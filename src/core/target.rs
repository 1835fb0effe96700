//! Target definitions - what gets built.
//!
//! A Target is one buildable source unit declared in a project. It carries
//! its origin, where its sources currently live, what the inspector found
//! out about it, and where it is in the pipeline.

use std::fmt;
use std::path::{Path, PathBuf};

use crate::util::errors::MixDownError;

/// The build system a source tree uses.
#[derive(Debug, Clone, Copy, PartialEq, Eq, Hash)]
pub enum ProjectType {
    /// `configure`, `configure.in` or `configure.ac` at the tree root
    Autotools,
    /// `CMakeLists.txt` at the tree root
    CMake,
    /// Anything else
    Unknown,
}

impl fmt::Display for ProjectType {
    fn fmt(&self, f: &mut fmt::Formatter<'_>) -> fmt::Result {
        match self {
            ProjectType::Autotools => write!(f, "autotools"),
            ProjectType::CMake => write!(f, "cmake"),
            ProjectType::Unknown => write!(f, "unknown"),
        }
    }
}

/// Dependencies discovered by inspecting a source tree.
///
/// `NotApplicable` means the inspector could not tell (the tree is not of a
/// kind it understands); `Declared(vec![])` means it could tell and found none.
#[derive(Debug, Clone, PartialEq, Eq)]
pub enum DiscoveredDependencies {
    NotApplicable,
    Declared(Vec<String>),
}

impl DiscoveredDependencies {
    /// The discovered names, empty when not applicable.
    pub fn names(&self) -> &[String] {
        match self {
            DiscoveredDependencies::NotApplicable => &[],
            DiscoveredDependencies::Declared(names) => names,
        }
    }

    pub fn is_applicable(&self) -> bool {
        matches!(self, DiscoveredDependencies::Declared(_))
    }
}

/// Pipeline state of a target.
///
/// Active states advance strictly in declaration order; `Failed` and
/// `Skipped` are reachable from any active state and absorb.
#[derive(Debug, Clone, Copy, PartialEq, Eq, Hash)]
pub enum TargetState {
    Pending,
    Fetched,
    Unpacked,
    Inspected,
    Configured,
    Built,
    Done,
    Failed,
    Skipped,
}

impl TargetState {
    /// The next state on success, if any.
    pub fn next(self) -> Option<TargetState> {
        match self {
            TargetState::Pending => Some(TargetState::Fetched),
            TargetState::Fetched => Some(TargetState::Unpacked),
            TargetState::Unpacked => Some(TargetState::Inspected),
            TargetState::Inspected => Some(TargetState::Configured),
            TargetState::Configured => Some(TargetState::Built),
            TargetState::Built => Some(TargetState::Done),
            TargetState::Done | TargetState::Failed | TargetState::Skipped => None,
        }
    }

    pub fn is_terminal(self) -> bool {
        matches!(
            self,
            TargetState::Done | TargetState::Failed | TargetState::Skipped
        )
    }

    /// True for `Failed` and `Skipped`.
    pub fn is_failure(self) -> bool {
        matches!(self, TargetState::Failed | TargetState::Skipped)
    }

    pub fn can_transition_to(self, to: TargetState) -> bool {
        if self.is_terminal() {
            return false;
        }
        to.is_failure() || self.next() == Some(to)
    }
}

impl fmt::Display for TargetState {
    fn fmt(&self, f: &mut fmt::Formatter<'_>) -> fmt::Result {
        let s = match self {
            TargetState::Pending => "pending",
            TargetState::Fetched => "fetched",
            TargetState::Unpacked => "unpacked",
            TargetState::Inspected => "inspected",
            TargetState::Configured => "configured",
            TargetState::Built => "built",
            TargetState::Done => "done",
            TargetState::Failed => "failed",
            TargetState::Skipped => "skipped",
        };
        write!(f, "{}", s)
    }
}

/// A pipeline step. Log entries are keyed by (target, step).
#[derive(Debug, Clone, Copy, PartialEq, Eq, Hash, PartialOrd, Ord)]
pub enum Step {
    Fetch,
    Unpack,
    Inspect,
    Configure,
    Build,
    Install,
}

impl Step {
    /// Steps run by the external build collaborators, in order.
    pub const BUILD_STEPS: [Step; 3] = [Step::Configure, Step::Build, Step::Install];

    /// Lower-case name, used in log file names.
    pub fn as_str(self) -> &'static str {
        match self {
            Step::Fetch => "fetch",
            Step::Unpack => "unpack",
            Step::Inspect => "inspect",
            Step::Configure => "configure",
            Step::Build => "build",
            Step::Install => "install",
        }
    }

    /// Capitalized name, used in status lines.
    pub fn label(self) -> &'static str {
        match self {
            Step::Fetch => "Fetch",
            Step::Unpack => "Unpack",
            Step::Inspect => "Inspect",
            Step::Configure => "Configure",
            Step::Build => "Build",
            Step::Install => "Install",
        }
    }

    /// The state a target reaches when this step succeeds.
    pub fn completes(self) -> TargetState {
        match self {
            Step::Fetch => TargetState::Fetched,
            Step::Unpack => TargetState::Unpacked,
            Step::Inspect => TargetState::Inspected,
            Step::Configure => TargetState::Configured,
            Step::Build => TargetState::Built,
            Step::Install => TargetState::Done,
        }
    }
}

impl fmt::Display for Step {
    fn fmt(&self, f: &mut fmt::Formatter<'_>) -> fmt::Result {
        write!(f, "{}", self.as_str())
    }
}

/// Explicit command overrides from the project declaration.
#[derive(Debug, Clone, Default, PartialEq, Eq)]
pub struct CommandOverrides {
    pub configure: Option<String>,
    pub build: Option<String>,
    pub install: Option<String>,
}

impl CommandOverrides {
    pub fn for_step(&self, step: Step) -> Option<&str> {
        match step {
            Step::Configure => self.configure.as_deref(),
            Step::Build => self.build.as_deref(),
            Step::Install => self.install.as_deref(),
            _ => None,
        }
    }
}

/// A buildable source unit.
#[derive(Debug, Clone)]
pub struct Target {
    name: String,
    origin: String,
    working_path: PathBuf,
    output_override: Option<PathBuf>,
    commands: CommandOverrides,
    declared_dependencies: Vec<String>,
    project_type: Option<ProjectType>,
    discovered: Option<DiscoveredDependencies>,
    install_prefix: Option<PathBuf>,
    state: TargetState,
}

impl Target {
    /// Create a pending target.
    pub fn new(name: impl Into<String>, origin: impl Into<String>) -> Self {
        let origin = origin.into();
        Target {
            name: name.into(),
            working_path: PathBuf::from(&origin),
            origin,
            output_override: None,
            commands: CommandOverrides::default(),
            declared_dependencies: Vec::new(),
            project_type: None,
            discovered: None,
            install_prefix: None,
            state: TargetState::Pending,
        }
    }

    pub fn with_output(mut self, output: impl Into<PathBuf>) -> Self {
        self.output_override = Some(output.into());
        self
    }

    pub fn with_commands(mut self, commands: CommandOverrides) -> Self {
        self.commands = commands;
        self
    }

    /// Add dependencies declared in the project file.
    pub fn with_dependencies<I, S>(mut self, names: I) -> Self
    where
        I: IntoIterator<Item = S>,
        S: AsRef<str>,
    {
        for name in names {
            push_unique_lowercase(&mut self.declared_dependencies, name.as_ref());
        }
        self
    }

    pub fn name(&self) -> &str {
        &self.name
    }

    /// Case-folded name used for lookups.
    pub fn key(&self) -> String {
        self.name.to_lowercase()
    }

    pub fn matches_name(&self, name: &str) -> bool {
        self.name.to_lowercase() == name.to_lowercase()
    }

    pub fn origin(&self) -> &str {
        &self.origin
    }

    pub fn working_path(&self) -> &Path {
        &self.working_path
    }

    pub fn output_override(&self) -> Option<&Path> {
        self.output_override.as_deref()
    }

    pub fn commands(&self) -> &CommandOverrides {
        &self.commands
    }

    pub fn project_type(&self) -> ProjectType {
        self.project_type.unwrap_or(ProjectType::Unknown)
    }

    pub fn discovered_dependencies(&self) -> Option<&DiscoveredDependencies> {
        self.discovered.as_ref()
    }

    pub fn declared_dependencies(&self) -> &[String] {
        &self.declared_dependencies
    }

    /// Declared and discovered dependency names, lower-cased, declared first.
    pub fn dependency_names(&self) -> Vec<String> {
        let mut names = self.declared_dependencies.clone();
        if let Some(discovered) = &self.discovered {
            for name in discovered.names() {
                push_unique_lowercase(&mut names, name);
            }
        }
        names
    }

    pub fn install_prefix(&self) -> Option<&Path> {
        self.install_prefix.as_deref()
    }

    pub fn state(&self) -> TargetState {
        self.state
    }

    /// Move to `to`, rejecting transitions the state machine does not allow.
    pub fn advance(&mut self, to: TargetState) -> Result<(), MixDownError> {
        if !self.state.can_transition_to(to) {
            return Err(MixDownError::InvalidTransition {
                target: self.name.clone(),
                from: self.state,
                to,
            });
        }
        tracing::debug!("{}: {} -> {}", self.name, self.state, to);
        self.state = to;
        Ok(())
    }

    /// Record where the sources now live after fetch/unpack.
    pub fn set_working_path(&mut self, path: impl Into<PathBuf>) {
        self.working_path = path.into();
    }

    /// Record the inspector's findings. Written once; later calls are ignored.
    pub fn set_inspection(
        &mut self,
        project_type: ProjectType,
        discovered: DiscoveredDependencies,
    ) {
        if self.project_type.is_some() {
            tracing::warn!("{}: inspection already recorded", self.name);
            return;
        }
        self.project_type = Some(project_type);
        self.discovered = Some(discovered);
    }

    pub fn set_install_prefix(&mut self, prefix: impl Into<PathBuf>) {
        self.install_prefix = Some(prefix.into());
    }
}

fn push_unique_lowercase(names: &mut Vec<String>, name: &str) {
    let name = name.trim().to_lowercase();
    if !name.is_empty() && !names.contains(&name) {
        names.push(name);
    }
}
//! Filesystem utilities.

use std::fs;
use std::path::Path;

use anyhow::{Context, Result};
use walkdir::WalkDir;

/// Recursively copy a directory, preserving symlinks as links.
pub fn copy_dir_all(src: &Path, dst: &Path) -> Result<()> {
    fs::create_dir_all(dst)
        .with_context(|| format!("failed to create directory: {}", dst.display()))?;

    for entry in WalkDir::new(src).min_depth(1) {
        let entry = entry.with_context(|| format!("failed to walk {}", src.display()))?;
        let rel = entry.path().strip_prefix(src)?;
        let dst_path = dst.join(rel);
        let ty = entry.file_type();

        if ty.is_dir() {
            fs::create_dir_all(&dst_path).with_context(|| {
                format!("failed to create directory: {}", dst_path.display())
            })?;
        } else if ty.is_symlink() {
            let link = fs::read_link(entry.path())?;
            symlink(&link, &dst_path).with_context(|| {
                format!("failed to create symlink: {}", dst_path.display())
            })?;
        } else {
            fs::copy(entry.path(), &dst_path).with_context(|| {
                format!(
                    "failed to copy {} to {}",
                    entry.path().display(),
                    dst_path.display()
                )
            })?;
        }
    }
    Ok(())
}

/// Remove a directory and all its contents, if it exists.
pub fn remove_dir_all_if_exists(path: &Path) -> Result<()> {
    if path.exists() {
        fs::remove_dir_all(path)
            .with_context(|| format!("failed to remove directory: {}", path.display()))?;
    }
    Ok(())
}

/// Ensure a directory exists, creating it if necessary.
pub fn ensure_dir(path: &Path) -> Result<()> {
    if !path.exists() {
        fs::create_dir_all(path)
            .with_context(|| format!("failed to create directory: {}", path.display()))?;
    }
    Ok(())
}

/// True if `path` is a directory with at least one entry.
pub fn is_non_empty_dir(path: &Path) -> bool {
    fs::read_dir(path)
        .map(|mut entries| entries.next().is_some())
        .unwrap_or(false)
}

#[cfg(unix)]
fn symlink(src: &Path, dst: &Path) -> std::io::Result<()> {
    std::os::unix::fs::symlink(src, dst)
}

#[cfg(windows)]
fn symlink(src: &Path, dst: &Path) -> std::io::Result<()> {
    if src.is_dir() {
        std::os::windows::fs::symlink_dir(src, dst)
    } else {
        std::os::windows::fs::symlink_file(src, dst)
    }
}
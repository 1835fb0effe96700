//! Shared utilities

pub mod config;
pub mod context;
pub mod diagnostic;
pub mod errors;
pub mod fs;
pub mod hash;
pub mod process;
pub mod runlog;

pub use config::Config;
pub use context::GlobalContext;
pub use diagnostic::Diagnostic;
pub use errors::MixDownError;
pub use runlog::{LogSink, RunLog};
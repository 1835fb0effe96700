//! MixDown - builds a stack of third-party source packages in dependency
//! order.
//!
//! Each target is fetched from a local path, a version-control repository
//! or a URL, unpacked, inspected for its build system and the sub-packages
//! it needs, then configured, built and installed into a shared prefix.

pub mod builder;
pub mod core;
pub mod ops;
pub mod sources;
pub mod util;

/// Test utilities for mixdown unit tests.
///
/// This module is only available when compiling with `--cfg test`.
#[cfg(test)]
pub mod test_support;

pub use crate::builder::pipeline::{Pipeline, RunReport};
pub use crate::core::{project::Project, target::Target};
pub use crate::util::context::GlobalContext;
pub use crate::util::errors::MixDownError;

---------------

Go through the listing above and list every line that has the word "found".

//! its origin, where its sources currently live, what the inspector found
/// kind it understands); `Declared(vec![])` means it could tell and found none.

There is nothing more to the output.